* _Task objective_
Starting at the first line of the records below, transcribe each line exactly, ending with the line that contains "use lapin::message::Delivery;".

* _Supplied material_
= = = =
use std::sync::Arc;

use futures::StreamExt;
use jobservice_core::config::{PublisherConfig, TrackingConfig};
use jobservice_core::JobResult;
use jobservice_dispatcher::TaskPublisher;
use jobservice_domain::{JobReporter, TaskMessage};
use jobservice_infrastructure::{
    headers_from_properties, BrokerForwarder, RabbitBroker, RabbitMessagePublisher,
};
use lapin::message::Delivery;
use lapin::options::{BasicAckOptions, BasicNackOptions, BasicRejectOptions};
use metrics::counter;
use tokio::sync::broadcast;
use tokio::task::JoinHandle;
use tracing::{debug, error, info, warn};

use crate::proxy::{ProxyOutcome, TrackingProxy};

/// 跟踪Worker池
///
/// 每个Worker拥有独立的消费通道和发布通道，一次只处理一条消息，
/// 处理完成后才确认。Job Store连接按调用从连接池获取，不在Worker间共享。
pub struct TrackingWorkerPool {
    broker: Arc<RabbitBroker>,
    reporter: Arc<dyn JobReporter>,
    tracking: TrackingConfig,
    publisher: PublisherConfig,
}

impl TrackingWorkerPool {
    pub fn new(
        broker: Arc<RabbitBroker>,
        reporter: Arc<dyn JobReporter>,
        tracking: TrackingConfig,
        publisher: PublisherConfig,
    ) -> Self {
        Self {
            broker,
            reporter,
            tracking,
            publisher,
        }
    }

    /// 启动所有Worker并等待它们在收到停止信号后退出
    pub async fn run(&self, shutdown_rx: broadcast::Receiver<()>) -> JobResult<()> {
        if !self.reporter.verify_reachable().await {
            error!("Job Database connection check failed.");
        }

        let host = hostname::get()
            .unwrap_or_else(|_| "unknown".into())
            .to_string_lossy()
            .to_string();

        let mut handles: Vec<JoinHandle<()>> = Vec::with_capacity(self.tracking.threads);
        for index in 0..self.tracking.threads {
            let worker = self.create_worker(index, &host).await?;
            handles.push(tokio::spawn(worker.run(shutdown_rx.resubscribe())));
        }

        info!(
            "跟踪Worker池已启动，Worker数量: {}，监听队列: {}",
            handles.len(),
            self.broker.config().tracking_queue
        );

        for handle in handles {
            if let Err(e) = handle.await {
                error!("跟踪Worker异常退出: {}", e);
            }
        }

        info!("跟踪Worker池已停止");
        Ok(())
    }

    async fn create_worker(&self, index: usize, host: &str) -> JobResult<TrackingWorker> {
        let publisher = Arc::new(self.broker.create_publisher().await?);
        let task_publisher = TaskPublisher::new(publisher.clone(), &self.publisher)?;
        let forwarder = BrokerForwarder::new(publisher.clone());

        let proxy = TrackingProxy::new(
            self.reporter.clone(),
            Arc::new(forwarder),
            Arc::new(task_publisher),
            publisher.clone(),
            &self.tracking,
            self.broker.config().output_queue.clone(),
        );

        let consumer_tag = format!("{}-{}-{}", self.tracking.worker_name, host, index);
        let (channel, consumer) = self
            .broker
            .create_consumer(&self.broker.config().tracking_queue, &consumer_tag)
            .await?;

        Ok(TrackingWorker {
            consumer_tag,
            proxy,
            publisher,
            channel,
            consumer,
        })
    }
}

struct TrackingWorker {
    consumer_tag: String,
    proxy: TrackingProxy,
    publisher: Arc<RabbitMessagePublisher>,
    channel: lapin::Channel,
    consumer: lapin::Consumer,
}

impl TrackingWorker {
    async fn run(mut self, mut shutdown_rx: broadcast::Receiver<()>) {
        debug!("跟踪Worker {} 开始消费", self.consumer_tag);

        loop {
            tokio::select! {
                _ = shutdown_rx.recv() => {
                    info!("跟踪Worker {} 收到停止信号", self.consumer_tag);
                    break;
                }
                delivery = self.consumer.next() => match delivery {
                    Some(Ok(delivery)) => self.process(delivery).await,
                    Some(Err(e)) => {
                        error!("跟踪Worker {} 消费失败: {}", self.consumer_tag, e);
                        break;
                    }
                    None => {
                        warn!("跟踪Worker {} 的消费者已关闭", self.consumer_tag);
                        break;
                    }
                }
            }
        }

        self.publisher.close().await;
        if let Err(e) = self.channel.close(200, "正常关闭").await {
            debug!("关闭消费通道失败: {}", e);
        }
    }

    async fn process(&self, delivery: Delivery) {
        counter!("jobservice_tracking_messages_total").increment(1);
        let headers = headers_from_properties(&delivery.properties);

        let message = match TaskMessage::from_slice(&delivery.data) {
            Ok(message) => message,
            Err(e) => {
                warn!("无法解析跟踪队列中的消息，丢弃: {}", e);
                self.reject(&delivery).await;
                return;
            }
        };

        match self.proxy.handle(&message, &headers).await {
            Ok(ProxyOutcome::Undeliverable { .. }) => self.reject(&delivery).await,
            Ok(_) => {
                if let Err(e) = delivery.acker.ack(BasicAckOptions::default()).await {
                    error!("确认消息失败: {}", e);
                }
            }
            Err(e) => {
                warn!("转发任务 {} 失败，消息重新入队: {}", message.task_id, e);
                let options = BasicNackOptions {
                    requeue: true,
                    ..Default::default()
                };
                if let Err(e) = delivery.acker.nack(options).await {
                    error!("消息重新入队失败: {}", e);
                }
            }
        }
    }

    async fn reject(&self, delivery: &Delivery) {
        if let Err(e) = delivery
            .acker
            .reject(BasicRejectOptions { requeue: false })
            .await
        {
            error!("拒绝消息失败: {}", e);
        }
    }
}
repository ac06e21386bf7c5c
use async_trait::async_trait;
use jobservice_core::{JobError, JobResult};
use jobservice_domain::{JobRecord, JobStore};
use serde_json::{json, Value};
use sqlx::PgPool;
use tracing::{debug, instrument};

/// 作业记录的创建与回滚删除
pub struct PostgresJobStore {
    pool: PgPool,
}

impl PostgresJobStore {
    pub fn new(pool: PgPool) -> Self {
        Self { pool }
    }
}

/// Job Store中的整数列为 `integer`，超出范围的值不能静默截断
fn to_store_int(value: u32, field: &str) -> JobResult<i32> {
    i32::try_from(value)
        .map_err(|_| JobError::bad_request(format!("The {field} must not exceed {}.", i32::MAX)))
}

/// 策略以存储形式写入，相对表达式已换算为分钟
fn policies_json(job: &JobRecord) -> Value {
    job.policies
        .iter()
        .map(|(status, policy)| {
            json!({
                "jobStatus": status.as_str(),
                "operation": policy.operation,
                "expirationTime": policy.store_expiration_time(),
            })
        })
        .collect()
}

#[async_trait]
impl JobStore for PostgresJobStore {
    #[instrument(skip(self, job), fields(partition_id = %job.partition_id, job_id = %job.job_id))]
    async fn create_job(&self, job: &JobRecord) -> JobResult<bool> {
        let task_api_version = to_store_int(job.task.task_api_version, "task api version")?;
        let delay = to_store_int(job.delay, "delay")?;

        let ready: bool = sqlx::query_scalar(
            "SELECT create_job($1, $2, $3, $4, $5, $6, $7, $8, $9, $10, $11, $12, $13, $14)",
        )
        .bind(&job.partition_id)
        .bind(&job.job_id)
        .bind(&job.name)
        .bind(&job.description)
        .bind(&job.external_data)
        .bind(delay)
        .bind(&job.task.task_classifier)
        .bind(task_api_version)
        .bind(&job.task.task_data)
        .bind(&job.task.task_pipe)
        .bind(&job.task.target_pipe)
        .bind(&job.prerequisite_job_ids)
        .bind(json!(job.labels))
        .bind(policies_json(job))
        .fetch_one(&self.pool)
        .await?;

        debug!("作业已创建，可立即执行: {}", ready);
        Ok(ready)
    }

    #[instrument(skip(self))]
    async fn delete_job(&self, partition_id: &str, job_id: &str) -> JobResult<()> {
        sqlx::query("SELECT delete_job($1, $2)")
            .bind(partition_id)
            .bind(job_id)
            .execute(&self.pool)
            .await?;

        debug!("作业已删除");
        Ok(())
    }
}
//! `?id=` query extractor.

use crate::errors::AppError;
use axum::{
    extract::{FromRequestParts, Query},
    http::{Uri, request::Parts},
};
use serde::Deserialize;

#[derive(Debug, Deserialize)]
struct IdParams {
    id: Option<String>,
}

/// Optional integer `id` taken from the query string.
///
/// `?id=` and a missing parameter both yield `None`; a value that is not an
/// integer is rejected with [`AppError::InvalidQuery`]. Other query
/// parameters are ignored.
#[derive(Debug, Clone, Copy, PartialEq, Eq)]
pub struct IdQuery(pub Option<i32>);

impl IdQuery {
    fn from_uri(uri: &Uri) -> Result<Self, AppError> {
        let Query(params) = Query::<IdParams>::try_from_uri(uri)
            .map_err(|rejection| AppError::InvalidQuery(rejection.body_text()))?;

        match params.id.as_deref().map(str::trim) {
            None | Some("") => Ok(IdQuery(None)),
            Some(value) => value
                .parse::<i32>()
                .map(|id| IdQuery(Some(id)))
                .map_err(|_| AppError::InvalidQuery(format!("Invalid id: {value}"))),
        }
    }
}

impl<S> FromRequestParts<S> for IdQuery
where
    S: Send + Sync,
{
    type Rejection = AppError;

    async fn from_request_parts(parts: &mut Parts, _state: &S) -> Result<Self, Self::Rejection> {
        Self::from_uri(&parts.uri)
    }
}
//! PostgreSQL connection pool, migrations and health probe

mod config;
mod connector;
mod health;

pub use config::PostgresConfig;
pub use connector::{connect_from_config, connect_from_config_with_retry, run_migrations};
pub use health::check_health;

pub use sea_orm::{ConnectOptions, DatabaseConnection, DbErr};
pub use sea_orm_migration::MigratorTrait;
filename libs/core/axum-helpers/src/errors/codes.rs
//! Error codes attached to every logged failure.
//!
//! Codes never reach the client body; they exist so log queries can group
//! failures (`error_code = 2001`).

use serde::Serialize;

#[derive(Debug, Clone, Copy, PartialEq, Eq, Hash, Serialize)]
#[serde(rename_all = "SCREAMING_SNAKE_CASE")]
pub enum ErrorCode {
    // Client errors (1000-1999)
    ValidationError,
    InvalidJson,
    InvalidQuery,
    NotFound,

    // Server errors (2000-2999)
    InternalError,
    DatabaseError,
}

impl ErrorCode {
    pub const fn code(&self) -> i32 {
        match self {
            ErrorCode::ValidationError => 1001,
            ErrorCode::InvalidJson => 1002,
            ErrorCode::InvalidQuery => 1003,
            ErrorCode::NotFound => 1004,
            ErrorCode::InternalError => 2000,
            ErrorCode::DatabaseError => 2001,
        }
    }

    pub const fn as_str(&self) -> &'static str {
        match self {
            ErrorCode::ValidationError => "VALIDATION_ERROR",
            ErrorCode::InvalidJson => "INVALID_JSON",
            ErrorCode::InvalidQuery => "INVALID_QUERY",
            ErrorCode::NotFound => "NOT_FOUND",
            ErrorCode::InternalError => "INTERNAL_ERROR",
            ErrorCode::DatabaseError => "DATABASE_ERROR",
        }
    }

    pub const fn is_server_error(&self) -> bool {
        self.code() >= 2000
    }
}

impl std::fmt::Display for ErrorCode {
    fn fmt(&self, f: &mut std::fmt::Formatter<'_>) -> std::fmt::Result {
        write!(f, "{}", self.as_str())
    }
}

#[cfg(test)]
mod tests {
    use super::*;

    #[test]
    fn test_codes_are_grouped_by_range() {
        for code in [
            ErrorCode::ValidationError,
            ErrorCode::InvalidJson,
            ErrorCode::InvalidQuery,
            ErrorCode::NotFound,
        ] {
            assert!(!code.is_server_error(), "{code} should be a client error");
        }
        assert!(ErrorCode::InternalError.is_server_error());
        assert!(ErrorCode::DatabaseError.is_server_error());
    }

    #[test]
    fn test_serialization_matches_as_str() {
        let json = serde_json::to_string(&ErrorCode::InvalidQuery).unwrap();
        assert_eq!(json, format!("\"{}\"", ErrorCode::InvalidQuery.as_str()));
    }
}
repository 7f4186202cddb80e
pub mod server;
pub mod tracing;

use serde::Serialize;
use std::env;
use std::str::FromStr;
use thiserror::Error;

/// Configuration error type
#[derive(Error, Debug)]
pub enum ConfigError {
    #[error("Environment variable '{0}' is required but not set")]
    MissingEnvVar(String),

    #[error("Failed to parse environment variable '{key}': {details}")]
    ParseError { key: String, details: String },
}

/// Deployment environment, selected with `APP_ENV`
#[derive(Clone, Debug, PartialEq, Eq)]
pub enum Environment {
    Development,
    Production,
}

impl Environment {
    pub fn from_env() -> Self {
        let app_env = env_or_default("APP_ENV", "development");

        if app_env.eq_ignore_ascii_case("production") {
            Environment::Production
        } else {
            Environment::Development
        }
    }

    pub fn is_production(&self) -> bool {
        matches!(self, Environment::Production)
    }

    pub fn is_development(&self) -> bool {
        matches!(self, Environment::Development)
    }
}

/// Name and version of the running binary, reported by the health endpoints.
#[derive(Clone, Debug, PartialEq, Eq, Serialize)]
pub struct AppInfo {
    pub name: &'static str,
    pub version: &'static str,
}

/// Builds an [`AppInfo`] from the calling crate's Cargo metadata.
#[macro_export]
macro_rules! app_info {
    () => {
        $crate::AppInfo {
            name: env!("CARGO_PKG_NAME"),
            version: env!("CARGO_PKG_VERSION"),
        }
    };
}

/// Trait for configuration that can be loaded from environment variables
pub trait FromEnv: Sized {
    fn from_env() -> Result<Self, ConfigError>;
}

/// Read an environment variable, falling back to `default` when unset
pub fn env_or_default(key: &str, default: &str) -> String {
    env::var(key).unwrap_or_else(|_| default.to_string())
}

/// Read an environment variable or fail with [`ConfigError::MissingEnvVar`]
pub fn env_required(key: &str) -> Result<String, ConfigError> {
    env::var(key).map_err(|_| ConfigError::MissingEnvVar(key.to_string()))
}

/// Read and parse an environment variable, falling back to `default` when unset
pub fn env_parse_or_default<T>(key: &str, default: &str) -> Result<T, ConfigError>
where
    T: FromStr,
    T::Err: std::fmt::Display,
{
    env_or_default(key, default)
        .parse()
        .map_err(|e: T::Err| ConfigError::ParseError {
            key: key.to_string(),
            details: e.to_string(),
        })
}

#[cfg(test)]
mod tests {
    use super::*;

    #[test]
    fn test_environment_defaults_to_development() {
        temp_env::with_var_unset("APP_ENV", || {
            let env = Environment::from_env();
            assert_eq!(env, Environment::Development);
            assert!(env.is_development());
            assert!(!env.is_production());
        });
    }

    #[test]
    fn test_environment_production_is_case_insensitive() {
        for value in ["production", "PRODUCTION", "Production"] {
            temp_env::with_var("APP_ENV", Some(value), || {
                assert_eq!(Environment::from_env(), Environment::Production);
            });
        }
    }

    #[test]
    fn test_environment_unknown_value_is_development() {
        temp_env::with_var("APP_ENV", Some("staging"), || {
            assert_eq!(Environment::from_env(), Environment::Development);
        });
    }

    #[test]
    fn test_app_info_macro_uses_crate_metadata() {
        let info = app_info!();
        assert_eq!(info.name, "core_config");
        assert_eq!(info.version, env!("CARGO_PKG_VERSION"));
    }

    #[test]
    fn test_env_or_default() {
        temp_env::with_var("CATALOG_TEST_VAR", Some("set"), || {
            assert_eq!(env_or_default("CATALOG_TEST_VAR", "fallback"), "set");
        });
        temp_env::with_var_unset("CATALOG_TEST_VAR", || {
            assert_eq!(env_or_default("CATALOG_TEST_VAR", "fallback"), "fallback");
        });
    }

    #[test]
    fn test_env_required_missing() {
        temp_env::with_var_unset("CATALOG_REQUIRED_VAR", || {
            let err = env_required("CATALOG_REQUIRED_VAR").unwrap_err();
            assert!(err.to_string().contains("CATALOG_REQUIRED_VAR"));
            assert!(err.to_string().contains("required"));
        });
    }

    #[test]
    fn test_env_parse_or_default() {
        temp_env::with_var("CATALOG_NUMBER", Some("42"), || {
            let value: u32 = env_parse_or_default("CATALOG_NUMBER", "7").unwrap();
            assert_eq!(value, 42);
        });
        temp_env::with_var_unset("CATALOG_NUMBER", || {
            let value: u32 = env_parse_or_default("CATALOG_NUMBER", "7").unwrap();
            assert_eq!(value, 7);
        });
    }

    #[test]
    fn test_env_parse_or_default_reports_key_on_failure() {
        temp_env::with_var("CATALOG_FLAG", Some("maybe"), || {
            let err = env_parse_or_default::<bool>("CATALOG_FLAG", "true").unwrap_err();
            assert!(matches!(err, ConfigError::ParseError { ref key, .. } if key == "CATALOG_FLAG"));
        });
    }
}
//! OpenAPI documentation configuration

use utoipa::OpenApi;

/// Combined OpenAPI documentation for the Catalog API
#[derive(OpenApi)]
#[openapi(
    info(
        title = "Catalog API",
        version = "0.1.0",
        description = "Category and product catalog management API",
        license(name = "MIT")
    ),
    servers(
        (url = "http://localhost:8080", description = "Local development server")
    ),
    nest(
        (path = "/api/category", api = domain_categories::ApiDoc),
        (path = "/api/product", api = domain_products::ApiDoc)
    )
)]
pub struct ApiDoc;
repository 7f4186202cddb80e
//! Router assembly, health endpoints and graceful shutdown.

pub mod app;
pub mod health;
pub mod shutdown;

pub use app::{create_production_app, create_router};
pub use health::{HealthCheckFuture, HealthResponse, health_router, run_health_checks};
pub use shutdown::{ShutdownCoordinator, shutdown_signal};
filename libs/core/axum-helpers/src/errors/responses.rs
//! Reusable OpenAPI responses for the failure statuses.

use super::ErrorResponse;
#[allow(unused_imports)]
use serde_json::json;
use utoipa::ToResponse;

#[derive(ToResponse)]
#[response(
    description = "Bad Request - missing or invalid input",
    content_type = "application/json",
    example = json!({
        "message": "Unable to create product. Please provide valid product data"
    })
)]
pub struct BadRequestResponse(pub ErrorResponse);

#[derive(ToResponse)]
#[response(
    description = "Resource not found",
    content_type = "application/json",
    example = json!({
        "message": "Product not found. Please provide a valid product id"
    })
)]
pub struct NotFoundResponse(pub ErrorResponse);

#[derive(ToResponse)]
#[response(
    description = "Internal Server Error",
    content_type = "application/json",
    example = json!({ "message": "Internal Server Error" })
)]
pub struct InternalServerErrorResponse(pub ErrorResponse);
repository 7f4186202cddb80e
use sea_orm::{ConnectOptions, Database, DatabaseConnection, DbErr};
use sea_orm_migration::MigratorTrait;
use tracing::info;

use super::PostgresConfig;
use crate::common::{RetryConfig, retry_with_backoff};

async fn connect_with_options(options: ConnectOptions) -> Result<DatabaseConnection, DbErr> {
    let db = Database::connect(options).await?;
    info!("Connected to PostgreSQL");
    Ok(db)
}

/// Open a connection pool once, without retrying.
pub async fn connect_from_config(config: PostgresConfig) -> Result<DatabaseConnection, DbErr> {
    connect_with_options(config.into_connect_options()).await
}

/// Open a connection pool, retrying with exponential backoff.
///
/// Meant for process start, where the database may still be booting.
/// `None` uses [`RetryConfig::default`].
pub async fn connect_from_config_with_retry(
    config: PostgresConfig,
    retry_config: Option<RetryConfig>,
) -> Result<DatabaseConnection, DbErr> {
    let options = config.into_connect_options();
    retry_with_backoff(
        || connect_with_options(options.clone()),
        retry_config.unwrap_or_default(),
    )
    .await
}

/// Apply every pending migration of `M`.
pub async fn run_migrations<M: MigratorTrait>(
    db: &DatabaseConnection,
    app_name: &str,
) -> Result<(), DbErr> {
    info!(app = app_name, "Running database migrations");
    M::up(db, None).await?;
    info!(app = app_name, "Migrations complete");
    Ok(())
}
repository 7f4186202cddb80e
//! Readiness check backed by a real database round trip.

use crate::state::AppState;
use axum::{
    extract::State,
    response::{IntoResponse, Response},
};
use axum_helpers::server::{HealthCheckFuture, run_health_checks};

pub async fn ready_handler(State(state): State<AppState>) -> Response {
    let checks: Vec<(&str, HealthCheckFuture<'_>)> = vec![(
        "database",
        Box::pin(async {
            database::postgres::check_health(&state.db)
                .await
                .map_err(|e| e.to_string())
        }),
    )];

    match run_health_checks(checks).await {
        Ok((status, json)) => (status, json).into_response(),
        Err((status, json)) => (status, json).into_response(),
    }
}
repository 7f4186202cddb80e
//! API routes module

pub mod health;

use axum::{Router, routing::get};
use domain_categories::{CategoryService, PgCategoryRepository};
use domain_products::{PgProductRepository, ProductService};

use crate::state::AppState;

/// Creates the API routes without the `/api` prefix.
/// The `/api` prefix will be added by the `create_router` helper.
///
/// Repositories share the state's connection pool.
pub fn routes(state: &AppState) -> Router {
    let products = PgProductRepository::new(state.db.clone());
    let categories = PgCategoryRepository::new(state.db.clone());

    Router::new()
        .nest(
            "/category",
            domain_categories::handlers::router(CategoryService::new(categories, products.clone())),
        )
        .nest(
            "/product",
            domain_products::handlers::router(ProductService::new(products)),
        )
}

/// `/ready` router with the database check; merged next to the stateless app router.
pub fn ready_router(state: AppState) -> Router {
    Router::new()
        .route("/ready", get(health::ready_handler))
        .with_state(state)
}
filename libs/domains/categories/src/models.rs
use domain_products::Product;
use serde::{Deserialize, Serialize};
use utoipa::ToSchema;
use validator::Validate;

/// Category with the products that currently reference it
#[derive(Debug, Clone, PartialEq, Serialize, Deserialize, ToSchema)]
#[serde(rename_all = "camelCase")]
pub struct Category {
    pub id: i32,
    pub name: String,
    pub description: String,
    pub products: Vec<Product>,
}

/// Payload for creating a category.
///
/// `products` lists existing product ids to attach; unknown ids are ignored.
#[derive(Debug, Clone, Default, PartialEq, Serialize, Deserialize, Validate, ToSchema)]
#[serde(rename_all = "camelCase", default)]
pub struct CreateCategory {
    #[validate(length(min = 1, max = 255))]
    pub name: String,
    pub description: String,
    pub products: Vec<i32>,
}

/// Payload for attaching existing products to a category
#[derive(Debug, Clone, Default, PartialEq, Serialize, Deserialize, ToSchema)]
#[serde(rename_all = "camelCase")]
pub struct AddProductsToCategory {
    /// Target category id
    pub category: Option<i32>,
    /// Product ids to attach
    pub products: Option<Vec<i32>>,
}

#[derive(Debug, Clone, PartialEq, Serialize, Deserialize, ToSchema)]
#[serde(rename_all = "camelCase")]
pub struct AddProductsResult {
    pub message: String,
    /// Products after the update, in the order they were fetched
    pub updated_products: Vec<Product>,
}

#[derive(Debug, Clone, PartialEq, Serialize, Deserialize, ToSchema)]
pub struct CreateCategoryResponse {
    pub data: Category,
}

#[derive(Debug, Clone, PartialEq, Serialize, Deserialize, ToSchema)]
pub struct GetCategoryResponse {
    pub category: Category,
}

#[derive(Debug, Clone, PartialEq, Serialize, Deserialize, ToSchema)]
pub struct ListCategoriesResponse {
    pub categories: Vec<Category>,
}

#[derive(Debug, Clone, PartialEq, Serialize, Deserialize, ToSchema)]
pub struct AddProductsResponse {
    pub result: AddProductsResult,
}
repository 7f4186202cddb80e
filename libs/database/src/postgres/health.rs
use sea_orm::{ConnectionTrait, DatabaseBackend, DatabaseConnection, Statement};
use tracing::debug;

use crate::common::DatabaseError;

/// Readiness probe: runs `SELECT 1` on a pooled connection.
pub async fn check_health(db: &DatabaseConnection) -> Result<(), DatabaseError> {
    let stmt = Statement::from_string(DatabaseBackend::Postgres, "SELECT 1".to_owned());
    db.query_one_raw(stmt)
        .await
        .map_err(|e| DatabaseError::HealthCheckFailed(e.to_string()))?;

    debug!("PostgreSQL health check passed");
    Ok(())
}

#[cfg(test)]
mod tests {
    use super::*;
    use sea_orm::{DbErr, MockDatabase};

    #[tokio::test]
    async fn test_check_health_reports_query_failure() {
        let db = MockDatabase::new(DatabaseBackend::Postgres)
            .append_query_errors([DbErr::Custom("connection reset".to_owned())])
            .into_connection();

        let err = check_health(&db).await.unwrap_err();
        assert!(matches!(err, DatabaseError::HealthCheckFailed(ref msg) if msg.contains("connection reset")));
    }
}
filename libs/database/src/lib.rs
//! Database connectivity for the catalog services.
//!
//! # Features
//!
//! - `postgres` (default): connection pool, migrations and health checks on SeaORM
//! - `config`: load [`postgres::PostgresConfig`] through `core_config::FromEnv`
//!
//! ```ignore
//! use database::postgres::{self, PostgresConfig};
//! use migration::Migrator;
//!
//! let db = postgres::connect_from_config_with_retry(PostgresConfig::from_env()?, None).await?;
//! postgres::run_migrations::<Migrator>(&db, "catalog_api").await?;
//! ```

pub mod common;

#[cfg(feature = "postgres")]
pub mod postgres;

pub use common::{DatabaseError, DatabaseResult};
= = = =
* _Solution for this problem_
use std::sync::Arc;

use futures::StreamExt;
use jobservice_core::config::{PublisherConfig, TrackingConfig};
use jobservice_core::JobResult;
use jobservice_dispatcher::TaskPublisher;
use jobservice_domain::{JobReporter, TaskMessage};
use jobservice_infrastructure::{
    headers_from_properties, BrokerForwarder, RabbitBroker, RabbitMessagePublisher,
};
use lapin::message::Delivery;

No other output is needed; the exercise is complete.